By Gabi Howell


The Mosul Operation’s coalition forces are being pestered by the new dispute between Iraq and Turkey. The mounting tension originated from the Turkish decision to continue to leave troops stationed in Iraq until the threat of ISIS has been completely destroyed. In turn the Iraqi Prime Minister Haider Abadi declared Turkey should not only leave Iraq but also play no role in the Mosul offensive as it violates their sovereignty. Threats continue to be launched between Abadi and Erdogan in regards to the role of Turkish troops in Mosul.

The leading role of the Unites States in the Mosul Operation tends to see them oppose Turkeys attempt to have influence particularly due to the growing sore point between US and Turkish relations in regards to the Kurdish troops in Syria. The US sees the YPG as one of their greatest allies in the region, who have made significant gains in their battles with ISIS. However the YPG’s links to the Turkish Kurdistan Workers Party, or PKK, have left Erdogan ever more determined to remove the group, classed as a terrorist organisation, in Turkey and the surrounding region.

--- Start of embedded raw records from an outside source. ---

pub mod cancel;
pub mod da_layer;
pub mod retriever;

pub use cancel::{CancelHandle, CancelToken};
pub use da_layer::DaLayerClient;
pub use retriever::{PollOutcome, ProofSource, RetryPolicy, RoundProofRetriever};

On the 21st October Secretary of Defence Ash Carter claimed Turkey now understand that the United States believes it is important for Erdogan to respect Iraqi sovereignty, but will not push the Turkish parliament to remove all forces from Iraq. In response Ankara, in principle, has agreed to negotiate with Baghdad on the Mosul Operation issues. Since Operation Mosul is already underway, with the coalition already having recaptured 100 square kilometres of territory it is unknown if the discussion between Erdogan and Abadi will be completed in time to see Turkish troops involved in the fighting. However, the mounting tensions over the past month have opened up questions of Turkish foreign relations leaning towards support from Saudi Arabia and Russia respectively.

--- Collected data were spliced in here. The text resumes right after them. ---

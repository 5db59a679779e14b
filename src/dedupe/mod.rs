//! Collapse per-chain movie listings into one entry per film.

use tracing::debug;

use crate::models::{CanonicalMovie, MovieRecord};

mod flatten;
mod group;
mod normalize;

pub use flatten::{flatten_group, flatten_groups, merge_timings, select_poster};
pub use group::{group_by_title, MovieGroup};
pub use normalize::normalize_title;

/// Chain preference for posters when nothing else is configured.
pub const DEFAULT_CHAIN_PRIORITY: [&str; 4] = ["VOX", "Muvi", "Empire", "AMC"];

/// Group `records` by title and flatten each group into one canonical movie.
///
/// Output follows the order in which each film first appeared in the input.
pub fn dedupe_movies<S: AsRef<str>>(records: Vec<MovieRecord>, priority: &[S]) -> Vec<CanonicalMovie> {
    let input_len = records.len();
    let groups = group_by_title(records);
    debug!(
        records = input_len,
        groups = groups.len(),
        "Grouped movie records by title"
    );
    flatten_groups(&groups, priority)
}

/// Stable, case-insensitive sort by title. Untitled movies sort first.
pub fn sort_by_title(movies: &mut [CanonicalMovie]) {
    movies.sort_by_cached_key(|m| m.title.as_deref().unwrap_or_default().to_lowercase());
}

On the 17th October EU foreign ministers agreed a new way forward in regards to creating new areas of peace and stability in Syria and the surrounding region. A partnership with Lebanon, beginning in 2016 and ending in 2020, and Jordan (2016-2018) has been created. The incorporation of these two nations in the agreement will further create a safe environment for refugees and displaced persons from the Syrian conflict. The mutual commitments of the involved nations calls on “Supporting Syria and the Region Conference” and has been in the making since February 2016.

The commitment from EU nations comes at a much needed time for Lebanon which is struggling under the burden of housing one million Syrian refugees in a population which barely exceeds five million. Lebanon has the highest number of displaced persons and refugees both per capita and per square kilometre. The new arrangement seeks to strengthen economic reliance’s of the two host nations, while creating economic opportunities for Syrian refugees by enabling them to access employment and education. The partnership is assumed to be approved by the EU-Lebanon Association council and the Jordanian counterpart in the coming weeks. The partnership priorities for the EU-Lebanon relations seeks to include security and countering terrorism, fostering growth and opportunities by gaining financial support and assistance from the EU in a number of policy areas.

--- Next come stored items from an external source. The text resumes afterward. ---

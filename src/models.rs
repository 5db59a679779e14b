use serde::{Deserialize, Deserializer, Serialize};

/// One movie document as served by the backend.
///
/// The same film usually shows up once per cinema chain, each copy carrying
/// that chain's poster and showtimes.
#[derive(Debug, Serialize, Deserialize, Clone, Default, PartialEq, Eq)]
pub struct MovieRecord {
    #[serde(rename = "_id", default, skip_serializing_if = "Option::is_none")]
    pub id: Option<String>,
    #[serde(rename = "Title", alias = "title", default)]
    pub title: Option<String>,
    #[serde(default)]
    pub description: Option<String>,
    #[serde(rename = "Image URL", alias = "image_url", default)]
    pub image_url: Option<String>,
    #[serde(rename = "Language", alias = "language", default)]
    pub language: Option<String>,
    #[serde(rename = "Genre", default, deserialize_with = "null_as_empty")]
    pub genres: Vec<String>,
    #[serde(rename = "Parent", alias = "parent", default)]
    pub parent_chain: Option<String>,
    #[serde(
        rename = "Timings",
        alias = "timings",
        default,
        deserialize_with = "null_as_empty"
    )]
    pub timings: Vec<TimingEntry>,
}

#[derive(Debug, Serialize, Deserialize, Clone, Default, PartialEq, Eq, Hash)]
pub struct TimingEntry {
    #[serde(rename = "Date", default, deserialize_with = "null_as_default")]
    pub date: String,
    #[serde(rename = "Showtimes", default, deserialize_with = "null_as_empty")]
    pub showtimes: Vec<ShowtimeEntry>,
}

#[derive(Debug, Serialize, Deserialize, Clone, Default, PartialEq, Eq, Hash)]
pub struct ShowtimeEntry {
    #[serde(rename = "Place", default, deserialize_with = "null_as_default")]
    pub place: String,
    #[serde(rename = "Experiences", default, deserialize_with = "null_as_empty")]
    pub experiences: Vec<ExperienceEntry>,
}

#[derive(Debug, Serialize, Deserialize, Clone, Default, PartialEq, Eq, Hash)]
pub struct ExperienceEntry {
    #[serde(rename = "Experience", default, deserialize_with = "null_as_default")]
    pub experience_name: String,
    #[serde(rename = "Times", default, deserialize_with = "null_as_empty")]
    pub time_slots: Vec<String>,
}

/// A movie after deduplication: same shape as the raw record, with the poster
/// and timings replaced by the merged values.
pub type CanonicalMovie = MovieRecord;

impl MovieRecord {
    /// Every time slot of this movie, walking date, place, then experience.
    pub fn time_slots(&self) -> Vec<String> {
        self.timings
            .iter()
            .flat_map(|t| t.showtimes.iter())
            .flat_map(|s| s.experiences.iter())
            .flat_map(|e| e.time_slots.iter().cloned())
            .collect()
    }

    pub fn has_showtimes(&self) -> bool {
        self.timings
            .iter()
            .flat_map(|t| t.showtimes.iter())
            .flat_map(|s| s.experiences.iter())
            .any(|e| !e.time_slots.is_empty())
    }

    pub fn is_from_chain(&self, chain: &str) -> bool {
        self.parent_chain
            .as_deref()
            .is_some_and(|p| p.eq_ignore_ascii_case(chain))
    }
}

#[derive(Debug, Serialize, Deserialize, Clone, PartialEq, Eq)]
pub struct Offer {
    #[serde(rename = "_id", default)]
    pub id: Option<String>,
    #[serde(rename = "offer title", default)]
    pub title: Option<String>,
    #[serde(rename = "offer_image", default)]
    pub image_url: Option<String>,
    #[serde(rename = "offer URL", default)]
    pub url: Option<String>,
    #[serde(default)]
    pub parent: Option<String>,
}

#[derive(Debug, Serialize, Deserialize, Clone, Default)]
pub struct OffersResponse {
    #[serde(default)]
    pub count: usize,
    #[serde(default, deserialize_with = "null_as_empty")]
    pub offers: Vec<Offer>,
}

/// Envelope used by the backend's per-chain movie listings.
#[derive(Debug, Serialize, Deserialize, Clone, Default)]
pub struct ChainMoviesResponse {
    #[serde(default)]
    pub count: usize,
    #[serde(default, deserialize_with = "null_as_empty")]
    pub movies: Vec<MovieRecord>,
}

// The backend stores sparse documents; a `null` list means "nothing here",
// and `null` items inside a list are dropped.
fn null_as_empty<'de, D, T>(deserializer: D) -> Result<Vec<T>, D::Error>
where
    D: Deserializer<'de>,
    T: Deserialize<'de>,
{
    Ok(Option::<Vec<Option<T>>>::deserialize(deserializer)?
        .unwrap_or_default()
        .into_iter()
        .flatten()
        .collect())
}

fn null_as_default<'de, D, T>(deserializer: D) -> Result<T, D::Error>
where
    D: Deserializer<'de>,
    T: Deserialize<'de> + Default,
{
    Ok(Option::<T>::deserialize(deserializer)?.unwrap_or_default())
}

#[cfg(test)]
mod tests {
    use super::*;
    use serde_json::json;

    #[test]
    fn decodes_backend_movie_document() {
        let value = json!({
            "_id": "665f0c",
            "Title": "Inception",
            "description": "Dreams within dreams",
            "Image URL": "https://cdn/vox.png",
            "Language": "English",
            "Genre": ["Sci-Fi", "Thriller"],
            "Parent": "VOX",
            "Timings": [{
                "Date": "2025-05-01",
                "Showtimes": [{
                    "Place": "Mall of the Emirates",
                    "Experiences": [{ "Experience": "IMAX", "Times": ["18:00", "21:30"] }]
                }]
            }]
        });
        let movie: MovieRecord = serde_json::from_value(value).expect("movie deserialize");
        assert_eq!(movie.id.as_deref(), Some("665f0c"));
        assert_eq!(movie.parent_chain.as_deref(), Some("VOX"));
        assert_eq!(movie.genres.len(), 2);
        assert_eq!(movie.time_slots(), vec!["18:00", "21:30"]);
        assert!(movie.has_showtimes());
    }

    #[test]
    fn null_nested_lists_decode_as_empty() {
        let value = json!({
            "Title": "Dune",
            "Genre": null,
            "Timings": [{
                "Date": "2025-05-01",
                "Showtimes": [{ "Place": "City Centre", "Experiences": null }]
            }, {
                "Date": "2025-05-02",
                "Showtimes": null
            }]
        });
        let movie: MovieRecord = serde_json::from_value(value).expect("movie deserialize");
        assert!(movie.genres.is_empty());
        assert_eq!(movie.timings.len(), 2);
        assert!(movie.timings[0].showtimes[0].experiences.is_empty());
        assert!(movie.timings[1].showtimes.is_empty());
        assert!(movie.time_slots().is_empty());
        assert!(!movie.has_showtimes());
    }

    #[test]
    fn null_nested_scalars_do_not_sink_the_batch() {
        let value = json!([
            {
                "Title": "Dune",
                "Timings": [
                    null,
                    {
                        "Date": null,
                        "Showtimes": [{
                            "Place": null,
                            "Experiences": [
                                { "Experience": null, "Times": ["18:00", null, "21:00"] },
                                null
                            ]
                        }]
                    }
                ],
                "Genre": ["Sci-Fi", null]
            },
            { "Title": "Wicked" }
        ]);
        let movies: Vec<MovieRecord> = serde_json::from_value(value).expect("batch deserialize");
        assert_eq!(movies.len(), 2);

        let dune = &movies[0];
        assert_eq!(dune.genres, vec!["Sci-Fi"]);
        assert_eq!(dune.timings.len(), 1);
        assert_eq!(dune.timings[0].date, "");
        let showtime = &dune.timings[0].showtimes[0];
        assert_eq!(showtime.place, "");
        assert_eq!(showtime.experiences.len(), 1);
        assert_eq!(showtime.experiences[0].experience_name, "");
        assert_eq!(dune.time_slots(), vec!["18:00", "21:00"]);
        assert_eq!(movies[1].title.as_deref(), Some("Wicked"));
    }

    #[test]
    fn accepts_lowercase_field_aliases() {
        let value = json!({
            "title": "Dune",
            "image_url": "https://cdn/dune.png",
            "parent": "amc",
            "timings": null
        });
        let movie: MovieRecord = serde_json::from_value(value).expect("movie deserialize");
        assert_eq!(movie.title.as_deref(), Some("Dune"));
        assert_eq!(movie.image_url.as_deref(), Some("https://cdn/dune.png"));
        assert!(movie.is_from_chain("AMC"));
        assert!(movie.timings.is_empty());
    }

    #[test]
    fn decodes_offers_envelope() {
        let value = json!({
            "count": 1,
            "offers": [{
                "_id": "o1",
                "offer title": "Half price Tuesdays",
                "offer_image": "https://cdn/offer.png",
                "offer URL": "https://vox/offers/1",
                "parent": "VOX"
            }]
        });
        let resp: OffersResponse = serde_json::from_value(value).expect("offers deserialize");
        assert_eq!(resp.count, 1);
        assert_eq!(resp.offers[0].title.as_deref(), Some("Half price Tuesdays"));
        assert_eq!(resp.offers[0].url.as_deref(), Some("https://vox/offers/1"));
    }
}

The agreement however could face serious obstacles in Lebanon as tensions arise within the political sphere. Nabih Berri, the speaker of the Lebanese Parliament accused General Michel Aoun (founder of the Free Patriotic Movement) and the former Prime Minister Saad Hariri of ‘seeing to topple political shiism’ in Lebanon. His warnings ended with the threat of a new civil war. This was followed by Hariri endorsing Aoun (a leading Christian politician and strong ally of Hezbollah) to be the next President of Lebanon after a 24 month deadlock.

Though news outlets around the world mock the inability of Lebanon to elect a President, even joking that Brazil elected a Lebanese President before Lebanon manged too, the real power in Lebanese politics remains in the hands of Speaker of Parliament, Berri, and then the Prime Minister. However the election of a President could worsen the situation in Lebanon which has been managing well without a president due to the position being elected by Parliament, which have illegally been extending their time in office since 2013 due to ‘security concerns’. Aoun, if elected president also raises serious doubts in regards to relations with the west, and in particular this new agreement with the UN. Aoun openly takes a pro-Assad stance in regards to Syria and calls the refugee crisis a “threat to Lebanon’s identity”.

The new partnership with the EU promises to offer help to a nation struggling with the influx of refugees from neighbouring Syria. However due to the political turmoil in the country the safety of these refugees could be questioned is a Pro-Assad President is elected. Furthermore the questions raised by the lack of a President appear to actually have no impact since the position currently seems futile. Instead the problem of the presidency appears to offer a distraction for Lebanese citizens who otherwise would begin questioning and challenging the archaic system in regards to voting laws, the illegal extensions parliament are pulling, Berri’s ability to hold speaker of the house since 1992 and social issues through the nation which are not enshrined in law, but rest of religious institutions interpretations.